Investment and financial bestseller “Rich Dad, Poor Dad” author Robert Kiyosaki recently warned that with gold reaching historical highs this year, it may not be a good sign for the stock market. A stock market crash may be imminent, so is there a direct correlation between the trend of gold and U.S. stocks?
Against the backdrop of geopolitical tensions, inflation concerns, and uncertain U.S. presidential election results, the hedging sentiment is rising. Combined with strong demand from global central banks, gold prices have reached historic highs this year, breaking through the $2600 mark, with an increase of nearly 30% year to date.
Robert Kiyosaki warned that the rising gold price may not be favorable for the stock market.

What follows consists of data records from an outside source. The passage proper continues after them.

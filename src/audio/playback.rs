use super::format::{AudioFormat, pcm_to_samples};
use super::sink::{AudioSink, SinkFactory};
use crate::error::RecorderError;
use anyhow::Result;
use rodio::buffer::SamplesBuffer;
use rodio::cpal::traits::{DeviceTrait, HostTrait};
use rodio::cpal::{BufferSize, SupportedBufferSize};
use rodio::{OutputStream, OutputStreamBuilder, Sink};
use std::sync::Arc;

/// Speaker output via rodio
///
/// `write` queues the whole buffer and blocks until it has finished playing.
pub struct SpeakerSink {
    format: AudioFormat,
    stream: OutputStream,
    sink: Option<Sink>,
}

impl SpeakerSink {
    pub fn open(format: AudioFormat, buffer_frames: u32) -> Result<Self> {
        let mut stream = OutputStreamBuilder::from_default_device()
            .map_err(|e| RecorderError::Device(format!("No output audio device available: {}", e)))?
            .with_sample_rate(format.sample_rate)
            .with_channels(format.channels)
            .with_buffer_size(BufferSize::Fixed(buffer_frames))
            .open_stream_or_fallback()
            .map_err(|e| RecorderError::Device(format!("Failed to open output stream: {}", e)))?;
        // The stream is dropped after every playback; keep stderr quiet
        stream.log_on_drop(false);

        tracing::debug!(
            "Output stream opened: {} Hz, {} ch, {} frames per buffer",
            format.sample_rate,
            format.channels,
            buffer_frames
        );

        Ok(Self {
            format,
            stream,
            sink: None,
        })
    }

    /// Sink factory for the recorder: opens the speaker at its minimum buffer size
    pub fn factory() -> SinkFactory {
        Arc::new(|format: AudioFormat| -> Result<Box<dyn AudioSink>> {
            let sink = SpeakerSink::open(format, min_output_buffer_frames(format))?;
            Ok(Box::new(sink))
        })
    }
}

impl AudioSink for SpeakerSink {
    fn start(&mut self) -> Result<()> {
        let sink = Sink::connect_new(self.stream.mixer());
        sink.play();
        self.sink = Some(sink);
        Ok(())
    }

    fn write(&mut self, buf: &[u8]) -> Result<usize> {
        let sink = self
            .sink
            .as_ref()
            .ok_or_else(|| RecorderError::Device("Output sink not started".into()))?;

        let samples: Vec<f32> = pcm_to_samples(buf)
            .into_iter()
            .map(|s| s as f32 / 32768.0)
            .collect();
        let written = samples.len() * AudioFormat::BYTES_PER_SAMPLE;

        sink.append(SamplesBuffer::new(
            self.format.channels,
            self.format.sample_rate,
            samples,
        ));
        sink.sleep_until_end();

        Ok(written)
    }
}

/// Platform-reported minimum output buffer, in sample frames
pub fn min_output_buffer_frames(format: AudioFormat) -> u32 {
    let fallback = (format.fallback_buffer_bytes() / format.block_align()) as u32;

    rodio::cpal::default_host()
        .default_output_device()
        .and_then(|device| device.default_output_config().ok())
        .and_then(|config| match config.buffer_size() {
            SupportedBufferSize::Range { min, .. } if *min > 0 => Some((*min).max(fallback)),
            _ => None,
        })
        .unwrap_or(fallback)
}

While many investors have performed well by investing in gold, an increase in gold prices typically means that investors become more pessimistic. Many investors withdraw from stocks and start buying defensive assets. Kiyosaki suggested that people should take the time to learn, join investment clubs, and pay attention to cheap goods. He believes that those who do so will become the richest and smartest investors in a few years when another bull market emerges.
In fact, there is no direct relationship between the movement of U.S. stocks and gold prices. However, there is an indirect relationship between the two. The U.S. dollar is also an important factor affecting the price of gold. Overall, there are indirect relationships between U.S. stocks and gold price trends in terms of hedging demand, inflation expectations, and the U.S. dollar exchange rate. Therefore, investors need to consider various factors comprehensively to make wiser investment decisions.